В детстве звезды были огромными, а вишни черными и сладкими. Ноги сводило от холодной воды, но выходить не хотелось, – стуча зубами, в очередной раз плюхались и вновь выскакивали, как посиневшие поплавки. Вода была в ушах, в носу, в глазах, но этого никто не замечал. Никто не задавался вопросом, зачем «баба сеяла горох», отчего именно горох, и отчего именно этот момент вызывал столько шума и мокрой радости.
В детстве все было важным. Мир слов не стоял особняком, он был живым и разнообразным, подвижным и вкусным. Он был страшным и потешным, неотделимым от сказочных чудовищ и скачущей на одной ножке Таньки с третьего этажа, которая говорила – мьясо, верьевка, пятьерка, – от сумашедшего Люсика с вороной на голове, который пробегал мимо, совсем как Кролик из «Алисы в стране чудес». Только Кролик был джентльменом и бормотал по-английски, поглядывая на часы, свисающие на цепочке, а наш Люсик был огромной детиной в заячьем треухе летом и зимой. Он бежал на полусогнутых, пугливо озираясь, обеими руками придерживая втянутую в пухлые плечи голову. Бормоча нечто неневнятное, – на каком языке, уже не вспомню, – возможно, это был какой-то специальный язык, полуптичий, полубожественный.

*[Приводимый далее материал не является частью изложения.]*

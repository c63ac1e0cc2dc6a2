use crate::{ButtonStates, DataPacket, Info, Quat, Touches, Vec3};
use std::fmt::Write;

/// Version number written into every sub-message header.
pub const WIRE_VERSION: i32 = 1;

/// Render the present groups of `packet` as one datagram, info first.
pub fn encode(packet: &DataPacket) -> String {
    encode_sub_messages(packet).join("\n")
}

/// One line per present group, in the order the handset app sends them.
pub fn encode_sub_messages(packet: &DataPacket) -> Vec<String> {
    let mut out = Vec::with_capacity(5);
    if let Some(info) = packet.info.present() {
        out.push(encode_info(info));
    }
    if let Some(q) = packet.rotation.present() {
        out.push(encode_rotation(q));
    }
    if let Some(a) = packet.acceleration.present() {
        out.push(encode_acceleration(a));
    }
    if let Some(t) = packet.touches.present() {
        out.push(encode_touches(t));
    }
    if let Some(b) = packet.buttons.present() {
        out.push(encode_buttons(b));
    }
    out
}

fn encode_info(info: &Info) -> String {
    let mut s = format!("i,{WIRE_VERSION}:{},{}", info.id, info.device_time);
    if let Some(session) = &info.session {
        let _ = write!(
            s,
            ",{},{},{}",
            session.device_id, session.session_id, session.sequence
        );
    }
    s
}

fn encode_rotation(q: &Quat) -> String {
    format!("q,{WIRE_VERSION}:{},{},{},{}", q.x, q.y, q.z, q.w)
}

fn encode_acceleration(a: &Vec3) -> String {
    format!("a,{WIRE_VERSION}:{},{},{}", a.x, a.y, a.z)
}

fn encode_touches(t: &Touches) -> String {
    let mut s = format!("t,{WIRE_VERSION}:{},{}", t.width, t.height);
    for p in &t.points {
        s.push(':');
        if p.pressed {
            let _ = write!(s, "{},{}", p.position.x, p.position.y);
        }
    }
    s
}

fn encode_buttons(b: &ButtonStates) -> String {
    let level = |v: bool| if v { '1' } else { '0' };
    format!(
        "b,{WIRE_VERSION}:{},{}",
        level(b.volume_up),
        level(b.volume_down)
    )
}
use anyhow::{Context, Result};
use clap::Parser;
use device_registry::{load_config_file, DeviceEvent, HandsetService, ServiceConfig};
use std::time::{Duration, Instant};
use tokio::time::MissedTickBehavior;
use tracing::{debug, info, warn};

#[derive(Parser)]
#[command(name = "handset-daemon")]
#[command(about = "Receives handset sensor datagrams and keeps per-device state")]
struct Args {
    /// YAML service config
    #[arg(long)]
    config: Option<String>,

    /// UDP port to listen on
    #[arg(long)]
    port: Option<u16>,

    /// Seconds of silence before a device counts as disconnected
    #[arg(long)]
    timeout_secs: Option<f64>,

    /// Log prometheus metrics at this interval in seconds (0 disables)
    #[arg(long, default_value = "0")]
    metrics_every_secs: u64,
}

#[tokio::main]
async fn main() -> Result<()> {
    setup_tracing();

    let args = Args::parse();
    let mut config = match &args.config {
        Some(path) => load_config_file(path)?,
        None => ServiceConfig::default(),
    };
    if let Some(port) = args.port {
        config.port = port;
    }
    if let Some(secs) = args.timeout_secs {
        config.disconnect_timeout_secs = secs;
    }

    info!("handset-daemon starting");
    info!(
        "Bind: {}  Timeout: {:.1}s  Poll: {}ms",
        config.socket_addr(),
        config.disconnect_timeout_secs,
        config.poll_interval_ms
    );

    let mut service = HandsetService::new(config).context("Failed to create handset service")?;
    let result = match service.start() {
        Ok(addr) => {
            info!("Listening on {addr}");
            run(&mut service, args.metrics_every_secs).await
        }
        Err(e) => Err(e),
    };

    service.stop();
    info!(
        "Handset daemon shutting down ({} device(s) seen)",
        service.registry().len()
    );
    result
}

async fn run(service: &mut HandsetService, metrics_every_secs: u64) -> Result<()> {
    let mut ticker = tokio::time::interval(service.config().poll_interval());
    ticker.set_missed_tick_behavior(MissedTickBehavior::Skip);

    let metrics_every = Duration::from_secs(metrics_every_secs);
    let mut last_metrics = Instant::now();

    let shutdown = tokio::signal::ctrl_c();
    tokio::pin!(shutdown);

    loop {
        tokio::select! {
            res = &mut shutdown => {
                if let Err(e) = res {
                    warn!("Failed to listen for ctrl-c: {e}");
                }
                break;
            }
            _ = ticker.tick() => {
                let now = Instant::now();
                let summary = service.poll(now);
                if summary.received {
                    debug!("poll: {:?}", summary.outcome);
                }
                for event in service.drain_events() {
                    report(service, &event, now);
                }
                if !metrics_every.is_zero() && now.duration_since(last_metrics) >= metrics_every {
                    info!("metrics:\n{}", service.metrics().encode_text());
                    last_metrics = now;
                }
            }
        }
    }
    Ok(())
}

fn report(service: &HandsetService, event: &DeviceEvent, now: Instant) {
    match event {
        DeviceEvent::Connected { id } => {
            let name = service
                .device(*id)
                .and_then(|d| d.device_name().map(str::to_owned))
                .unwrap_or_else(|| "unknown".to_string());
            debug!("Handset {id} ({name}) connected");
        }
        DeviceEvent::Disconnected { id, connected_for } => {
            debug!(
                "Handset {id} disconnected after {:.1}s",
                connected_for.as_secs_f64()
            );
        }
    }
    if let Some(device) = service.device(event.device_id()) {
        debug!("{:?}", device.snapshot(now));
    }
}

fn setup_tracing() {
    let _ = tracing_subscriber::fmt()
        .with_env_filter(tracing_subscriber::EnvFilter::from_default_env())
        .try_init();
}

Был язык моей бабушки, которая оправдывалась, – а я по-русску не очень, – но разражалась такими историями… Вставляя словечки на каком-то смешанном, необыкновенно смешном, точном и выразительном языке. Ну, например, «шифлодик». Это вам не какой-нибудь шкафчик.
Была тихая Любочка из первого подъезда, – сидя на нашей кухне, она бормотала, всхлипывала, причитала, – она была старая, всегда старая, больная, обиженная, – ее мир был маленьким, затхлым, печальным, но был он и пронзительно смешным, такой смех сквозь слезы.
А еще был мир моей «летней» бабушки, руки которой пахли сушеной дыней и лавашом, глаза которой были глубокими, грустными, будто припорошенными пеплом. Ранним утром она заплетала свои косы, потом – мои… Ахчик! – кричала она вслед с растопыренной пятерней, но меня уже не было, только краешек красного в белый горошек платья.
Улица была важней, – там торговали фантами, продавали сладчайшую газировку, «ситро», носились на трехколесных велосипедах, делились «жуйкой», раскрывали тайну деторождения, играли в пап и мам, во врача и больного, хоронили погибшего воробья, купали пупсов, шили одежки, – слова складывались из запахов двора, из звуков, из распахнутых окон, за которыми происходило ВСЕ.
Бушевал Танькин отец, растягивал гармонь Петро, добрый молодец с роскошным пшеничным чубом, кричала благим матом Криворучка, тонконогая и пузатая, с жидкой фигой на голове. За окнами ссорились, любили, вынашивали детей, воспитывали их громко, на потеху притихшему двору.
За окнами бормотали еврейские старухи, – ложечку за папу, ложечку за маму. За окнами месили тесто, варили холодец, клубничное варенье, в огромных чанах вываривали белье, – тут, главное, не переварить, – вы сколько синьки кладете?
В сказках все было настоящее, как в жизни. Как можно было не верить в злых ведьм, эльфов и гномов, когда на первом этаже жила Ивановна, и была она страшнее всех ведьм вместе взятых? С маленькой головкой, обтянутой платком, поджимающая будто подшитые на скорую руку губы.
Поздоровайся, – подталкивала меня в затылок мама, но я упрямо склоняла голову, опасаясь встретиться с крошечными недобрыми глазками.
В палисаднике за домом мы искали клад, я и еще двое мальчишек, – вдохновителем и организатором была, конечно же я, – мальчишки сопели, разрыхляя влажную землю детскими лопатками, – мне, в общем, все было давно ясно, но я продолжала подбадривать землекопов довольно фальшивым голосом.
Вам это ничего не напоминает?
А еще были истории. Истории, леденящие кровь, о белых простынях, блуждающих в потемках руках и головах, – истории эти рождались на закате солнца. Истории передавались из уст в уста, обрастали новыми подробностями. Задрав головы, мы высматривали лунных человечков, абсолютно уверенные, что те, в свою очередь, наблюдают за нами.
Слова, как пузырьки из мыльной пены, кружили над нашими головами, порхали как бабочки, испуганные, таинственные, чарующие.